Потому вернувшись домой Саня принял контрастный душ и вырубился наглухо, проспав больше 12 часов подряд. Тело требовало восстановления.
Снилась хрень всякая – зачетки, экзамены, от чего он даже пару раз просыпался в холодном поту. Ну где он, а где вся эта студенческая суета. Разные полюса.
Только к утру следующего дня он, наконец, смирился с мыслью, что практику на заводе все же надо пройти. Успокаивал себя тем, что иначе два ближайших года придётся зависать в одной из воинских частей – ходить в наряды, картошку чистить, заборы красить. Можно, конечно, и там себя проявить – рукопашку в ВС ценят, любят и уважают, но что-то подсказывало Пельменю, что армейка начала 90-х годов это не лучшее времяпровождение, а тупо два года своей жизни совсем не хотелось терять. Дай бог, если из автомата пострелять дадут, да и то вряд ли.

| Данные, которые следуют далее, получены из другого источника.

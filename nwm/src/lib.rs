mod command;
mod config;
pub mod utils;

pub use command::*;
pub use config::*;
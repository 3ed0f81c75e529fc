use super::{Handle, Window, WindowHandle, WorkspaceId};
use crate::layouts::LayoutMode;
use std::fmt;

/// One of the fixed set of virtual desktops. The order of `windows` is the tiling order.
#[derive(Clone)]
pub struct Workspace<H: Handle> {
    pub id: WorkspaceId,
    pub label: String,
    pub windows: Vec<Window<H>>,
    pub focused: Option<WindowHandle<H>>,
    /// Pixel offset of the horizontal-scroll row.
    pub scroll_offset: i32,
    pub scroll_maximized: bool,
    /// Layout last chosen while this workspace was shown.
    pub layout: LayoutMode,
}

impl<H: Handle> fmt::Debug for Workspace<H> {
    fn fmt(&self, f: &mut fmt::Formatter) -> fmt::Result {
        write!(
            f,
            "Workspace {{ id: {}, label: {}, windows: {}, focused: {:?} }}",
            self.id,
            self.label,
            self.windows.len(),
            self.focused
        )
    }
}

impl<H: Handle> Workspace<H> {
    #[must_use]
    pub fn new(id: WorkspaceId, label: String) -> Self {
        Self {
            id,
            label,
            windows: vec![],
            focused: None,
            scroll_offset: 0,
            scroll_maximized: false,
            layout: LayoutMode::default(),
        }
    }

    #[must_use]
    pub fn position(&self, handle: &WindowHandle<H>) -> Option<usize> {
        self.windows.iter().position(|w| &w.handle == handle)
    }

    #[must_use]
    pub fn contains(&self, handle: &WindowHandle<H>) -> bool {
        self.position(handle).is_some()
    }

    #[must_use]
    pub fn find(&self, handle: &WindowHandle<H>) -> Option<&Window<H>> {
        self.windows.iter().find(|w| &w.handle == handle)
    }

    pub fn find_mut(&mut self, handle: &WindowHandle<H>) -> Option<&mut Window<H>> {
        self.windows.iter_mut().find(|w| &w.handle == handle)
    }

    #[must_use]
    pub fn focused_window(&self) -> Option<&Window<H>> {
        self.focused.as_ref().and_then(|h| self.find(h))
    }

    /// Handles of the tiled windows on `monitor`, in tiling order.
    pub fn tiled_on(&self, monitor: usize) -> impl Iterator<Item = &Window<H>> {
        self.windows
            .iter()
            .filter(move |w| w.monitor == monitor && w.is_tiled())
    }

    #[must_use]
    pub fn is_occupied(&self) -> bool {
        !self.windows.is_empty()
    }
}
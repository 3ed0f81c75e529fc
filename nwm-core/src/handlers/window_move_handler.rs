#![allow(clippy::wildcard_imports)]

use super::*;
use crate::display_action::DisplayAction;
use crate::layouts::{self, LayoutMode};
use crate::models::{Drag, MonitorId};
use crate::state::State;
use crate::utils::modmask_lookup::Button;

impl<H: Handle> State<H> {
    /// Pointer motion while a window is being dragged. The window follows the pointer directly.
    pub fn window_move_handler(&mut self, drag: &Drag<H>, x: i32, y: i32) -> bool {
        let Some(window) = self.find_window_mut(&drag.handle) else {
            return false;
        };
        window.geometry.x = drag.origin.x + (x - drag.pointer.0);
        window.geometry.y = drag.origin.y + (y - drag.pointer.1);
        true
    }

    /// The button of a move or resize went up. Ends the grab and settles the window.
    pub fn mouse_release_handler(&mut self, _button: Button, x: i32, y: i32) -> bool {
        let mode = std::mem::take(&mut self.mode);
        let (drag, moving) = match mode {
            Mode::MovingWindow(drag) => (drag, true),
            Mode::ResizingWindow(drag) => (drag, false),
            Mode::Normal => return false,
        };
        self.actions.push_back(DisplayAction::NormalMode);

        let Some(window) = self.workspace().find(&drag.handle) else {
            return true;
        };
        if window.is_fullscreen() {
            return true;
        }
        let tiled = window.is_tiled();
        let (cx, cy) = window.geometry.center();
        let width = window.geometry.w;

        match (moving, tiled) {
            (true, true) => self.drop_tiled(&drag.handle, x, y),
            (true, false) => {
                let monitor = self.monitor_at(cx, cy);
                if let Some(window) = self.find_window_mut(&drag.handle) {
                    window.monitor = monitor;
                }
            }
            (false, true) => self.resize_master_to(&drag.handle, width),
            (false, false) => {}
        }
        true
    }

    /// Moves a tiled window to the slot under the pointer, on the monitor under the pointer.
    fn drop_tiled(&mut self, handle: &WindowHandle<H>, x: i32, y: i32) {
        let monitor = self.monitor_at(x, y);
        let ws_id = self.active_workspace;
        let Some(index) = self.workspace().position(handle) else {
            return;
        };
        let mut window = self.workspace_mut().windows.remove(index);
        window.monitor = monitor;

        let others: Vec<usize> = self
            .workspace()
            .windows
            .iter()
            .enumerate()
            .filter(|(_, w)| w.monitor == monitor && w.is_tiled())
            .map(|(i, _)| i)
            .collect();
        let count = others.len() + 1;
        let slot = self.slot_at(monitor, count, x, y);
        let insert_at = match others.get(slot) {
            Some(&i) => i,
            None => others.last().map_or(self.workspace().windows.len(), |&i| i + 1),
        };
        tracing::debug!("Dropping {:?} into slot {} on monitor {}", handle, slot, monitor);
        self.workspace_mut().windows.insert(insert_at, window);
        self.clamp_scroll(ws_id, monitor);
    }

    fn slot_at(&self, monitor: MonitorId, count: usize, x: i32, y: i32) -> usize {
        let area = self.tile_area(monitor);
        match self.layout_of(monitor) {
            LayoutMode::MasterStack => layouts::master_stack_slot_at(&area, count, x, y),
            LayoutMode::HorizontalScroll => {
                let row = self.row(self.active_workspace, monitor);
                layouts::slot_at(&area, row, count, x)
            }
        }
    }
}
//! Objects (such as windows, workspaces and monitors) used by nwm.
mod bar_status;
mod focus_behaviour;
mod manager;
mod mode;
mod monitor;
mod placement;
mod window;
mod window_type;
mod workspace;
mod xyhw;
mod xyhw_change;

pub use bar_status::BarStatus;
pub use focus_behaviour::FocusBehaviour;
pub use manager::Manager;
#[cfg(test)]
pub(crate) use manager::TestManager;
pub use mode::{Drag, Mode};
pub use monitor::{Monitor, Output};
pub use placement::{Placement, classify};
pub use window::{Handle, SavedGeometry, Window, WindowHandle};
#[cfg(test)]
pub(crate) use window::MockHandle;
pub use window_type::WindowType;
pub use workspace::Workspace;
pub use xyhw::Xyhw;
pub use xyhw_change::XyhwChange;

pub type WorkspaceId = usize;
pub type MonitorId = usize;
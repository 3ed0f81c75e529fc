use anyhow::Result;
use tracing_appender::non_blocking::{NonBlocking, WorkerGuard};
use xdg::BaseDirectories;

const LOG_FILE_NAME: &str = "nwm.log";

/// A non-blocking writer appending to `$XDG_CACHE_HOME/nwm/nwm.log`.
///
/// # Errors
///
/// Errors when the cache directory can't be found or created.
pub fn writer() -> Result<(NonBlocking, WorkerGuard)> {
    let dirs = BaseDirectories::with_prefix("nwm")?;
    let path = dirs.place_cache_file(LOG_FILE_NAME)?;
    let dir = path
        .parent()
        .map_or_else(|| dirs.get_cache_home(), std::path::Path::to_path_buf);
    let appender = tracing_appender::rolling::never(dir, LOG_FILE_NAME);
    Ok(tracing_appender::non_blocking(appender))
}
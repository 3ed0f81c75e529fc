use thiserror::Error;

pub type Result<T> = std::result::Result<T, NwmError>;

#[derive(Debug, Error)]
pub enum NwmError {
    #[error("IO error: {0}")]
    IoError(#[from] std::io::Error),
    #[error("Unable to open a connection to the display server: {0}")]
    DisplayConnection(String),
    #[error("Another window manager is already running")]
    OtherWindowManager,
    #[error("Malformed saved property {key}: {reason}")]
    MalformedProperty { key: &'static str, reason: String },
}
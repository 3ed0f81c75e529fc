#![allow(clippy::wildcard_imports)]

use super::*;
use crate::display_servers::DisplayServer;

impl<H: Handle, C: Config, SERVER: DisplayServer<H>> Manager<H, C, SERVER> {
    /// Applies one event from the display server to the manager.
    /// Returns true if changes need to be rendered.
    pub fn display_event_handler(&mut self, event: DisplayEvent<H>) -> bool {
        tracing::trace!("Event: {:?}", event);
        match event {
            DisplayEvent::OutputsChanged(outputs) => self.outputs_changed_handler(outputs),
            DisplayEvent::WindowCreate(w, x, y) => self.window_created_handler(w, x, y),
            DisplayEvent::WindowDestroy(handle) => self.window_destroyed_handler(&handle),
            DisplayEvent::ConfigureRequest(handle, change) => {
                self.configure_request_handler(&handle, change)
            }

            DisplayEvent::WindowTakeFocus(handle) | DisplayEvent::ActivateRequest(handle) => {
                self.state.focus_window(&handle)
            }
            DisplayEvent::FullscreenRequest(handle, request) => {
                self.state.fullscreen_request(&handle, request)
            }

            DisplayEvent::KeyCombo(mod_mask, key) => {
                //look through the keybinds and run the command bound to this chord
                let mask = mod_mask.clean();
                let command = self
                    .keybinds
                    .iter()
                    .find(|k| k.modifier == mask && k.key == key)
                    .map(|k| k.command.clone());
                command.is_some_and(|cmd| self.command_handler(&cmd))
            }
            DisplayEvent::SendCommand(command) => self.command_handler(&command),

            DisplayEvent::MouseCombo(mod_mask, button, handle, x, y) => self
                .state
                .mouse_combo_handler(mod_mask, button, handle, x, y),
            DisplayEvent::MouseMotion(x, y) => match self.state.mode.clone() {
                Mode::MovingWindow(drag) => self.state.window_move_handler(&drag, x, y),
                Mode::ResizingWindow(drag) => self.state.window_resize_handler(&drag, x, y),
                Mode::Normal => false,
            },
            DisplayEvent::MouseRelease(button, x, y) => {
                self.state.mouse_release_handler(button, x, y)
            }
            DisplayEvent::Movement(handle, x, y) => self.state.pointer_entered(&handle, x, y),
        }
    }
}

#[cfg(test)]
mod tests {
    use super::*;
    use crate::config::Keybind;
    use crate::config::tests::TestConfig;
    use crate::display_event::StateRequest;
    use crate::models::{Output, TestManager, Xyhw};
    use crate::utils::modmask_lookup::ModMask;

    #[test]
    fn key_chords_ignore_lock_modifiers() {
        let config = TestConfig {
            bindings: vec![Keybind {
                modifier: ModMask::Super,
                key: "2".to_owned(),
                command: Command::SwitchWorkspace(1),
            }],
            ..TestConfig::default()
        };
        let mut manager = TestManager::new(config).expect("mock");
        let chord = ModMask::Super | ModMask::Lock | ModMask::NumLock;
        assert!(manager.display_event_handler(DisplayEvent::KeyCombo(chord, "2".to_owned())));
        assert_eq!(manager.state.active_workspace, 1);
        let unbound = DisplayEvent::KeyCombo(ModMask::Shift, "2".to_owned());
        assert!(!manager.display_event_handler(unbound));
    }

    #[test]
    fn clients_can_request_fullscreen() {
        let mut manager = Manager::new_test(vec!["1".to_owned()]);
        manager.display_event_handler(DisplayEvent::OutputsChanged(vec![Output::new(
            "A",
            Xyhw::new(0, 0, 1280, 720),
        )]));
        manager.display_event_handler(DisplayEvent::WindowCreate(
            Window::new(WindowHandle(1), None),
            0,
            0,
        ));
        let request = DisplayEvent::FullscreenRequest(WindowHandle(1), StateRequest::Add);
        assert!(manager.display_event_handler(request));
        let request = DisplayEvent::FullscreenRequest(WindowHandle(1), StateRequest::Add);
        assert!(!manager.display_event_handler(request));
        let fullscreen = manager.state.find_window(&WindowHandle(1)).map(Window::is_fullscreen);
        assert_eq!(fullscreen, Some(true));
    }
}
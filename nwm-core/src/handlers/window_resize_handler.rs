#![allow(clippy::wildcard_imports)]

use super::*;
use crate::layouts::LayoutMode;
use crate::models::Drag;
use crate::state::State;

impl<H: Handle> State<H> {
    /// Pointer motion while a window is being resized from its bottom right corner.
    pub fn window_resize_handler(&mut self, drag: &Drag<H>, x: i32, y: i32) -> bool {
        let Some(window) = self.find_window_mut(&drag.handle) else {
            return false;
        };
        window.geometry.w = (drag.origin.w + (x - drag.pointer.0)).max(1);
        window.geometry.h = (drag.origin.h + (y - drag.pointer.1)).max(1);
        true
    }

    /// Turns the final width of a resized master window into the monitor's master factor.
    /// Resizing any other tiled window changes nothing once it is retiled.
    pub(crate) fn resize_master_to(&mut self, handle: &WindowHandle<H>, width: i32) {
        let Some(monitor) = self.workspace().find(handle).map(|w| w.monitor) else {
            return;
        };
        if self.layout_of(monitor) != LayoutMode::MasterStack {
            return;
        }
        let (is_master, has_stack) = {
            let mut tiled = self.workspace().tiled_on(monitor);
            let is_master = tiled.next().is_some_and(|w| &w.handle == handle);
            (is_master, tiled.next().is_some())
        };
        if !is_master || !has_stack {
            return;
        }
        let area = self.tile_area(monitor);
        let g = area.gap;
        let b = area.border;
        let bbox_w = self.monitors[monitor].bbox.w;
        if bbox_w <= 0 {
            return;
        }
        let factor = (width + 2 * b + g + g / 2) as f32 / bbox_w as f32;
        tracing::debug!("Master factor from resize: {}", factor);
        self.monitors[monitor].set_master_factor(factor);
    }
}

#[cfg(test)]
mod tests {
    use super::*;
    use crate::models::{Output, TestManager, Xyhw};
    use crate::utils::modmask_lookup::{Button, ModMask};

    fn manager() -> TestManager {
        let mut manager = Manager::new_test(vec!["1".to_owned()]);
        manager.outputs_changed_handler(vec![Output::new("A", Xyhw::new(0, 0, 1920, 1080))]);
        manager.state.settings.gaps_enabled = true;
        manager.state.settings.gap_size = 6;
        manager.state.settings.border_width = 3;
        for handle in 1..=2 {
            manager.window_created_handler(Window::new(WindowHandle(handle), None), 0, 0);
        }
        manager.state.update_windows();
        manager
    }

    fn resize(manager: &mut TestManager, handle: i32, dx: i32) {
        manager.display_event_handler(DisplayEvent::MouseCombo(
            ModMask::Super,
            Button::Button3,
            WindowHandle(handle),
            500,
            500,
        ));
        manager.display_event_handler(DisplayEvent::MouseMotion(500 + dx, 500));
        manager.display_event_handler(DisplayEvent::MouseRelease(Button::Button3, 500 + dx, 500));
    }

    #[test]
    fn resizing_the_master_sets_the_factor_from_its_width() {
        let mut manager = manager();
        resize(&mut manager, 1, 192);
        assert!((manager.state.monitors[0].master_factor - 0.6).abs() < 0.001);
        manager.state.update_windows();
        let master = manager.state.find_window(&WindowHandle(1)).map(|w| w.geometry.w);
        assert_eq!(master, Some(945 + 192));
    }

    #[test]
    fn resizing_a_stack_window_changes_nothing() {
        let mut manager = manager();
        resize(&mut manager, 2, 192);
        assert!((manager.state.monitors[0].master_factor - 0.5).abs() < 0.001);
    }

    #[test]
    fn resizing_a_lone_master_changes_nothing() {
        let mut manager = manager();
        manager.state.remove_window(&WindowHandle(2));
        resize(&mut manager, 1, 192);
        assert!((manager.state.monitors[0].master_factor - 0.5).abs() < 0.001);
    }

    #[test]
    fn resizing_never_collapses_a_window() {
        let mut manager = manager();
        resize(&mut manager, 2, -5000);
        let width = manager.state.find_window(&WindowHandle(2)).map(|w| w.geometry.w);
        assert_eq!(width, Some(1));
    }
}
use super::Config;
use super::DisplayEvent;
use super::DisplayServer;
use crate::display_action::DisplayAction;
use crate::errors::Result;
use crate::models::{BarStatus, Handle, WindowHandle};
use crate::persistence::{PropertyStore, SessionKey};
use std::collections::HashMap;

/// Records what the manager asks for and keeps properties in memory, so they survive a
/// simulated restart.
#[derive(Default)]
pub struct MockDisplayServer<H: Handle> {
    pub events: Vec<DisplayEvent<H>>,
    pub actions: Vec<DisplayAction<H>>,
    pub bar: Option<BarStatus>,
    pub root: HashMap<SessionKey, Vec<i64>>,
    pub windows: HashMap<(WindowHandle<H>, SessionKey), Vec<i64>>,
}

impl<H: Handle> DisplayServer<H> for MockDisplayServer<H> {
    fn new(_: &impl Config) -> Result<Self> {
        Ok(Self {
            events: vec![],
            actions: vec![],
            bar: None,
            root: HashMap::new(),
            windows: HashMap::new(),
        })
    }

    fn get_next_events(&mut self) -> Vec<DisplayEvent<H>> {
        std::mem::take(&mut self.events)
    }

    fn update_bar(&mut self, status: &BarStatus) {
        self.bar = Some(status.clone());
    }

    fn execute_action(&mut self, act: DisplayAction<H>) -> Option<DisplayEvent<H>> {
        self.actions.push(act);
        None
    }

    fn wait_readable(&self) -> std::pin::Pin<Box<dyn std::future::Future<Output = ()>>> {
        Box::pin(std::future::pending())
    }

    fn flush(&self) {}
}

impl<H: Handle> PropertyStore<H> for MockDisplayServer<H> {
    fn read_root(&self, key: SessionKey) -> Option<Vec<i64>> {
        self.root.get(&key).cloned()
    }

    fn write_root(&mut self, key: SessionKey, values: &[i64]) {
        self.root.insert(key, values.to_vec());
    }

    fn delete_root(&mut self, key: SessionKey) {
        self.root.remove(&key);
    }

    fn read_window(&self, handle: WindowHandle<H>, key: SessionKey) -> Option<Vec<i64>> {
        self.windows.get(&(handle, key)).cloned()
    }

    fn write_window(&mut self, handle: WindowHandle<H>, key: SessionKey, values: &[i64]) {
        self.windows.insert((handle, key), values.to_vec());
    }

    fn delete_window(&mut self, handle: WindowHandle<H>, key: SessionKey) {
        self.windows.remove(&(handle, key));
    }
}
//! Xlib calls related to a keyboard.
use super::XlibError;
use crate::XWrap;
use std::ffi::{CStr, CString};
use std::os::raw::{c_uint, c_ulong};
use x11_dl::xlib;

impl XWrap {
    /// Grabs the keysym with the modifier for a window.
    // `XKeysymToKeycode`: https://tronche.com/gui/x/xlib/utilities/keyboard/XKeysymToKeycode.html
    // `XGrabKey`: https://tronche.com/gui/x/xlib/input/XGrabKey.html
    pub fn grab_keys(&self, root: xlib::Window, keysym: c_ulong, modifiers: c_uint) {
        let code = unsafe { (self.xlib.XKeysymToKeycode)(self.display, keysym) };
        if code == 0 {
            return;
        }
        // Grab the keys with and without numlock (Mod2).
        let mods = [
            modifiers,
            modifiers | xlib::Mod2Mask,
            modifiers | xlib::LockMask,
            modifiers | xlib::Mod2Mask | xlib::LockMask,
        ];
        for m in &mods {
            unsafe {
                (self.xlib.XGrabKey)(
                    self.display,
                    i32::from(code),
                    *m,
                    root,
                    1,
                    xlib::GrabModeAsync,
                    xlib::GrabModeAsync,
                );
            }
        }
    }

    /// Drops every key grab and grabs the configured chords again.
    // `XUngrabKey`: https://tronche.com/gui/x/xlib/input/XUngrabKey.html
    pub fn reset_grabs(&self) {
        unsafe {
            (self.xlib.XUngrabKey)(self.display, xlib::AnyKey, xlib::AnyModifier, self.root);
        }

        for kb in &self.keybinds {
            match self.string_to_keysym(&kb.key) {
                Some(keysym) => {
                    self.grab_keys(self.root, keysym, c_uint::from(kb.modifier.bits()));
                }
                None => tracing::warn!("Unknown key {:?} in a binding", kb.key),
            }
        }
    }

    /// Updates the keyboard mapping.
    /// # Errors
    ///
    /// Will error if updating the keyboard failed.
    // `XRefreshKeyboardMapping`: https://tronche.com/gui/x/xlib/utilities/keyboard/XRefreshKeyboardMapping.html
    pub fn refresh_keyboard(&self, evt: &mut xlib::XMappingEvent) -> Result<(), XlibError> {
        let status = unsafe { (self.xlib.XRefreshKeyboardMapping)(evt) };
        if status == 0 {
            Err(XlibError::FailedStatus)
        } else {
            Ok(())
        }
    }

    /// The name of the unshifted keysym on a keycode, as `XKeysymToString` spells it.
    // `XkbKeycodeToKeysym`: https://linux.die.net/man/3/xkbkeycodetokeysym
    // `XKeysymToString`: https://tronche.com/gui/x/xlib/utilities/keyboard/XKeysymToString.html
    #[must_use]
    pub fn keycode_to_name(&self, keycode: c_uint) -> Option<String> {
        // Not using XKeycodeToKeysym because deprecated.
        let sym = unsafe { (self.xlib.XkbKeycodeToKeysym)(self.display, keycode as u8, 0, 0) };
        if sym == 0 {
            return None;
        }
        let name = unsafe { (self.xlib.XKeysymToString)(sym) };
        if name.is_null() {
            return None;
        }
        Some(unsafe { CStr::from_ptr(name) }.to_string_lossy().into_owned())
    }

    // `XStringToKeysym`: https://tronche.com/gui/x/xlib/utilities/keyboard/XStringToKeysym.html
    fn string_to_keysym(&self, name: &str) -> Option<c_ulong> {
        let name = CString::new(name).ok()?;
        let sym = unsafe { (self.xlib.XStringToKeysym)(name.as_ptr()) };
        (sym != 0).then_some(sym)
    }
}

Потому проснувшись спозаранку, пришлось проковыряться чуток в мусорном ведре (туда Пельмень накануне выбросил направление на практику от училища) и заняться сборами. В начале шестого он ошарашил вернувшуюся со смены мать, когда та застала его гладящим рубашку и брюки на гладилке в коридоре.
– Сын, ты чего надумал? – настороженно спросила женщина, видя, как Саня вовсю наглаживает брюки.
– Учиться пошёл, ма, прикинь, – буркнул Пельмень, в десятый раз наглаживая залом, который никак не хотел распрямляться. – Вот собираюсь на первый день, чтобы при параде.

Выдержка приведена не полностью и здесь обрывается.